Mr. Sefton had a secret that was slowly producing in him misanthropy. His nature was tropical and his courage arctic, which, coupled with his forty-five years, was a great obstacle to his happiness. In dress he was a dandy, at heart he was a craven and, never daring, he was consumed with his own fire.
The other guests at Galvin House drifted in and out, said the same things, wore the same clothes, with occasional additions, had the same thoughts; whilst over all, as if to compose the picture, brooded the reek of cooking.
The atmosphere of Galvin House was English, the cooking was English, and the lack of culinary imagination also was English. There were two and a half menus for the one o'clock Sunday dinner. Roast mutton, onion sauce, cabbage, potatoes, fruit pie, and custard; alternated for four weeks with roast beef and Yorkshire pudding, cauliflower, roast potatoes, and lemon pudding. Then came roast pork, apple sauce, potatoes, greens with stewed fruit and cheese afterwards.
The cuisine was in itself a calendar. If your first Sunday were a roast-pork Sunday, you knew without mental effort on every roast-pork Sunday exactly how many months you had been there. If for a moment you had forgotten the day, and found yourself toying with a herring at dinner, you knew it was a Tuesday, just as you knew it was Friday from the Scotch broth placed before you.
Nobody seemed to mind the dreary reiteration, because everybody was so occupied in keeping up appearances. Sunday was the day of reckoning and retrospection. "Were they getting full value for their money?" was the unuttered question. There were whisperings and grumblings, sometimes complaints. Then there was another aspect. Each guest had to enquire if the expenditure were justified by income. All these things, like the weekly mending, were kept for Sundays.
By tea-time the atmosphere was one of unrest. Mr.

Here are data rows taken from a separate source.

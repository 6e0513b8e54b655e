//! Medium adapter: posts come from the per-user RSS feed at
//! `https://medium.com/feed/@username`.

use async_trait::async_trait;

use super::{feed, FetchError, RawPost, SourceAdapter};

pub struct MediumAdapter;

/// Extract the Medium username from a profile URL.
///
/// Accepts `https://medium.com/@user`, `https://medium.com/@user/about`,
/// and custom-path forms like `https://medium.com/some-publication` where
/// the last path segment is taken as-is.
fn username(url: &str) -> Option<String> {
    if let Some(after_at) = url.split('@').nth(1) {
        let name = after_at.split('/').next().unwrap_or(after_at);
        if !name.is_empty() {
            return Some(name.to_string());
        }
    }

    url.trim_end_matches('/')
        .rsplit('/')
        .next()
        .filter(|segment| !segment.is_empty() && !segment.contains('.'))
        .map(|segment| segment.to_string())
}

#[async_trait]
impl SourceAdapter for MediumAdapter {
    async fn fetch(&self, url: &str, max_posts: usize) -> Result<Vec<RawPost>, FetchError> {
        let user = username(url).ok_or_else(|| FetchError::Url(url.to_string()))?;
        let feed_url = format!("https://medium.com/feed/@{user}");
        feed::fetch_feed(&feed_url, max_posts).await
    }
}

Sefton returned from the Park disappointed, Miss Sikkum from Sunday-school, breathless from her flight before some alleged admirer, Patricia from her walk, conscious of a dissatisfaction she could not define. Mr. Cordal awoke unrefreshed, Mrs. Craske-Morton emerged from her "boudoir," where she balanced the week's accounts, convinced that ruin stared her in the face owing to the tonic qualities of Bayswater air, and Mr. Bolton emerged from Lloyd's News facetious. Miss Wangle was acid, Mrs. Mosscrop-Smythe ultra-forbearing, whilst Mrs. Barnes found it impossible to decide between a heart-cake and a rusk. Only Mrs. Hamilton, at work upon her inevitable knitting, seemed human and content.
On returning to Galvin House Patricia had formed a habit of instinctively casting her eyes in the direction of the letter-rack, beneath which was the table on which parcels were placed that they might be picked up as the various guests entered on their way to their rooms. She took herself severely to task for this weakness, but in spite of her best efforts, her eyes would wander towards the table and letter-rack. At last she had to take stern measures with herself and deliberately walk along the hall with her face turned to the left, that is to the side opposite from that of the letter-rack table.

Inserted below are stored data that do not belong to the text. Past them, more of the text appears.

//! Test doubles shared across module and integration tests.
//!
//! Clones share their counters, so one mock can back several platform
//! slots and still report global call and concurrency figures.

use std::sync::atomic::{AtomicBool, AtomicUsize, Ordering};
use std::sync::Arc;

use async_trait::async_trait;
use chrono::{TimeZone, Utc};

use crate::app::App;
use crate::config::{Config, PlatformConfig, PlatformKind};
use crate::semantic::{EmbeddingError, EmbeddingProvider, TextEncoder};
use crate::sources::{FetchError, RawPost, SourceAdapter};
use crate::storage::BackendLocal;
use crate::store::PostStore;

/// Substack platform entries named after `names`, everything else default.
pub fn test_config(names: &[&str]) -> Config {
    Config {
        platforms: names
            .iter()
            .map(|name| PlatformConfig {
                platform: PlatformKind::Substack,
                url: format!("https://{name}.substack.com"),
                name: name.to_string(),
            })
            .collect(),
        ..Default::default()
    }
}

/// Full application over mock adapters and a mock encoder, persisting
/// into `dir`. Adapters pair with `config.platforms` in order.
pub fn build_app(
    dir: &tempfile::TempDir,
    config: Config,
    adapters: Vec<MockAdapter>,
    encoder: MockEncoder,
) -> App {
    let storage = Box::new(BackendLocal::new(dir.path().to_str().unwrap()).unwrap());
    let boxed = adapters
        .into_iter()
        .map(|adapter| Box::new(adapter) as Box<dyn SourceAdapter>)
        .collect();
    let store = Arc::new(PostStore::with_adapters(&config, storage, boxed));
    let provider = Arc::new(
        EmbeddingProvider::with_encoder(Box::new(encoder), dir.path().to_path_buf()).unwrap(),
    );
    App::with_parts(config, store, provider)
}

/// Canned-feed adapter with call counting, failure injection and an
/// optional artificial delay.
#[derive(Clone)]
pub struct MockAdapter {
    posts: Arc<Vec<RawPost>>,
    delay_ms: u64,
    calls: Arc<AtomicUsize>,
    failing: Arc<AtomicBool>,
    in_flight: Arc<AtomicUsize>,
    max_in_flight: Arc<AtomicUsize>,
}

impl MockAdapter {
    /// One post per entry, each with a distinct url and a descending
    /// publication date.
    pub fn with_posts(contents: &[&str]) -> Self {
        let posts = contents
            .iter()
            .enumerate()
            .map(|(i, content)| RawPost {
                title: format!("Post {content}"),
                url: format!("https://example.com/p/{}", content.replace(' ', "-")),
                published_at: Utc.timestamp_opt(1_700_000_000 - i as i64 * 3600, 0).single(),
                content: content.to_string(),
            })
            .collect();

        Self {
            posts: Arc::new(posts),
            delay_ms: 0,
            calls: Arc::new(AtomicUsize::new(0)),
            failing: Arc::new(AtomicBool::new(false)),
            in_flight: Arc::new(AtomicUsize::new(0)),
            max_in_flight: Arc::new(AtomicUsize::new(0)),
        }
    }

    pub fn with_delay_ms(mut self, delay_ms: u64) -> Self {
        self.delay_ms = delay_ms;
        self
    }

    pub fn set_failing(&self, failing: bool) {
        self.failing.store(failing, Ordering::SeqCst);
    }

    pub fn calls(&self) -> usize {
        self.calls.load(Ordering::SeqCst)
    }

    pub fn max_in_flight(&self) -> usize {
        self.max_in_flight.load(Ordering::SeqCst)
    }
}

#[async_trait]
impl SourceAdapter for MockAdapter {
    async fn fetch(&self, _url: &str, max_posts: usize) -> Result<Vec<RawPost>, FetchError> {
        self.calls.fetch_add(1, Ordering::SeqCst);

        let current = self.in_flight.fetch_add(1, Ordering::SeqCst) + 1;
        self.max_in_flight.fetch_max(current, Ordering::SeqCst);

        if self.delay_ms > 0 {
            tokio::time::sleep(std::time::Duration::from_millis(self.delay_ms)).await;
        }

        self.in_flight.fetch_sub(1, Ordering::SeqCst);

        if self.failing.load(Ordering::SeqCst) {
            return Err(FetchError::Feed("simulated fetch failure".to_string()));
        }

        Ok(self.posts.iter().take(max_posts).cloned().collect())
    }
}

/// Deterministic encoder: named texts map through a vector table, anything
/// else falls back to a byte-sum vector. Counts actual model invocations.
#[derive(Clone)]
pub struct MockEncoder {
    dims: usize,
    table: Arc<Vec<(String, Vec<f32>)>>,
    fail_on: Option<String>,
    calls: Arc<AtomicUsize>,
}

impl MockEncoder {
    pub fn new() -> Self {
        Self {
            dims: 2,
            table: Arc::new(Vec::new()),
            fail_on: None,
            calls: Arc::new(AtomicUsize::new(0)),
        }
    }

    /// Encoder that answers with `vector` for any text containing `key`.
    pub fn with_vectors(pairs: &[(&str, &[f32])]) -> Self {
        let dims = pairs.first().map(|(_, v)| v.len()).unwrap_or(2);
        let table = pairs
            .iter()
            .map(|(key, vector)| (key.to_string(), vector.to_vec()))
            .collect();
        Self {
            dims,
            table: Arc::new(table),
            fail_on: None,
            calls: Arc::new(AtomicUsize::new(0)),
        }
    }

    /// Make any text containing `key` fail to encode.
    pub fn failing_on(mut self, key: &str) -> Self {
        self.fail_on = Some(key.to_string());
        self
    }

    pub fn calls(&self) -> usize {
        self.calls.load(Ordering::SeqCst)
    }
}

impl TextEncoder for MockEncoder {
    fn model_name(&self) -> &str {
        "mock-encoder"
    }

    fn dimensions(&self) -> usize {
        self.dims
    }

    fn encode(&self, text: &str) -> Result<Vec<f32>, EmbeddingError> {
        if text.trim().is_empty() {
            return Err(EmbeddingError::EmptyInput);
        }

        self.calls.fetch_add(1, Ordering::SeqCst);

        if let Some(key) = &self.fail_on {
            if text.contains(key.as_str()) {
                return Err(EmbeddingError::EncodeFailed(
                    "simulated encoder failure".to_string(),
                ));
            }
        }

        for (key, vector) in self.table.iter() {
            if text.contains(key.as_str()) {
                return Ok(vector.clone());
            }
        }

        // arbitrary but stable direction derived from the text bytes
        let sum: u32 = text.bytes().map(u32::from).sum();
        let angle = (sum % 360) as f32 * std::f32::consts::PI / 180.0;
        let mut vector = vec![0.1; self.dims];
        vector[0] = angle.cos();
        if self.dims > 1 {
            vector[1] = angle.sin();
        }
        Ok(vector)
    }
}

On the Sunday afternoon following her adventure at the Quadrant Grill-room, Patricia entered Galvin House, her head resolutely turned to the left, and ran into Gustave.
"Oh, mees!" he exclaimed, his gentle, cow-like face expressing pained surprise, rather than indignation.
Gustave was a Swiss, a French-Swiss, he was emphatic on this point. Patricia said he was Swiss wherever he wasn't French, and German wherever he wasn't Swiss and French.
"I am so sorry, Gustave," apologised Patricia. "I wasn't looking where I was going."
Gustave smiled amiably, Patricia was a great favourite of his. "There is a lady in the looaunge, Mees Brent, the same as you." Gustave smiled broadly as if he had discovered some subtle joke in the duplication of Patricia's name.
"Oh, bother!" muttered Patricia to herself. "Aunt Adelaide, imagine Aunt Adelaide on an afternoon like this."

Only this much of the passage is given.